がんそのものや治療の過程で，がん患者はあらゆる感染症のリスクにさらされる。がん患者特有の感染症の問題も多い――。そんな難しいと思われがちな「がんと感染症」。その関係性をすっきりと理解するための思考法を，わかりやすく解説します。

［第24回］血液腫瘍と感染症④　多発性骨髄腫と感染症

森 信好（聖路加国際病院内科・感染症科副医長）

（前回からつづく）

　多発性骨髄腫（multiple myeloma；MM）の日本人の罹患率は年間10万人当たり5.4人程度です。悪性リンパ腫ほど多いわけではありませんが，特に高齢者（中央値66歳）によく見られる血液腫瘍です^1）。
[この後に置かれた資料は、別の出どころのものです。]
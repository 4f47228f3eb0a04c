//! Growth engine: when to resize the buffer and by how much.
//!
//! The policy is independent of integrity checking. It only decides new
//! capacities and reshapes a guarded buffer of `capacity + 2` slots; the
//! caller recomputes digests afterwards.

use serde::Serialize;

use crate::config::StackConfig;
use crate::error::{Result, StackError};
use crate::types::Element;

/// Direction of a capacity change.
#[derive(Debug, Clone, Copy, PartialEq, Eq, Hash, Serialize)]
pub enum ResizeKind {
    Grow,
    Shrink,
}

/// A capacity change performed by a push or a pop.
#[derive(Debug, Clone, Copy, PartialEq, Eq, Hash, Serialize)]
pub struct Resize {
    pub kind: ResizeKind,
    pub from: usize,
    pub to: usize,
}

/// Allocation policy derived from a [`StackConfig`].
#[derive(Debug, Clone, Copy, PartialEq, Eq)]
pub struct GrowthPolicy {
    floor: usize,
    growth_factor: usize,
    reduction_factor: usize,
}

impl GrowthPolicy {
    pub fn from_config(config: &StackConfig) -> Self {
        Self {
            floor: config.initial_capacity,
            growth_factor: config.growth_factor,
            reduction_factor: config.reduction_factor,
        }
    }

    /// The minimum capacity.
    pub fn floor(&self) -> usize {
        self.floor
    }

    /// New capacity for a push at `size`, or `None` if there is room.
    pub fn grow_target(&self, size: usize, capacity: usize) -> Result<Option<usize>> {
        if size < capacity {
            return Ok(None);
        }
        capacity
            .checked_mul(self.growth_factor)
            .filter(|c| c.checked_add(2).is_some())
            .map(Some)
            .ok_or(StackError::CapacityOverflow {
                capacity,
                factor: self.growth_factor,
            })
    }

    /// New capacity after a pop left `size` elements, or `None` to keep it.
    pub fn shrink_target(&self, size: usize, capacity: usize) -> Option<usize> {
        if size == 0 || capacity <= self.floor {
            return None;
        }
        if capacity / size < self.reduction_factor {
            return None;
        }
        Some((capacity / self.reduction_factor).max(self.floor))
    }
}

/// Allocate a guarded buffer: both guards planted, every element slot poisoned.
pub(crate) fn allocate(capacity: usize, sentinel: Element, poison: Element) -> Result<Vec<Element>> {
    let slots = capacity
        .checked_add(2)
        .ok_or(StackError::AllocationFailed { requested: capacity })?;
    let mut buffer = Vec::new();
    buffer
        .try_reserve_exact(slots)
        .map_err(|_| StackError::AllocationFailed { requested: slots })?;
    buffer.push(sentinel);
    buffer.resize(capacity + 1, poison);
    buffer.push(sentinel);
    Ok(buffer)
}

/// Extend `buffer` from `old` to `new` element slots.
///
/// The old high guard and every newly exposed slot become poison; the high
/// guard is re-planted at the new end. On allocation failure the buffer is
/// left unchanged.
pub(crate) fn grow(
    buffer: &mut Vec<Element>,
    old: usize,
    new: usize,
    sentinel: Element,
    poison: Element,
) -> Result<()> {
    debug_assert!(new > old);
    debug_assert_eq!(buffer.len(), old + 2);

    buffer
        .try_reserve_exact(new - old)
        .map_err(|_| StackError::AllocationFailed { requested: new + 2 })?;
    buffer[old + 1] = poison;
    buffer.resize(new + 1, poison);
    buffer.push(sentinel);
    Ok(())
}

/// Cut `buffer` from `old` to `new` element slots and re-plant the high guard.
pub(crate) fn shrink(buffer: &mut Vec<Element>, old: usize, new: usize, sentinel: Element) {
    debug_assert!(new < old);
    debug_assert_eq!(buffer.len(), old + 2);

    buffer.truncate(new + 1);
    buffer.push(sentinel);
    buffer.shrink_to_fit();
}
　あらゆる悪性腫瘍の中で，とりわけMMに対する治療はここ十数年で進歩し，全生存率は2倍以上に改善しています^2）。「命を落とす疾患」から「慢性疾患」の意味合いが強くなっているのです。とはいえ，感染症はいまだにMMの経過において大きなインパクトを持ち，1年間のフォローアップでは約22％が感染症による死亡との報告もあります^3）。具体的にMMではどのような免疫低下や感染症リスクが増大するのか。新規薬剤による感染症の影響も含め，掘り下げて解説します。

疾患そのものによる免疫不全

　MMの病態は，骨髄で形質細胞が腫瘍性に増殖し，異常免疫グロブリンであるMタンパクを無制限に産生するものです。その結果，抗体産生が正常に行われなくなってしまいます。MMは「疾患そのもの」で「液性免疫低下」を来します^4）（第10回・3216号）。また好中球が軽度減少することも知られています。これは好中球に対する抗体産生による自己免疫性好中球減少症（autoimmune neutropenia；AIN）であるとされています^5）が，正確な機序はわかっていません。いずれにせよ，AINであればMMの治療とともに改善することがほとんどです。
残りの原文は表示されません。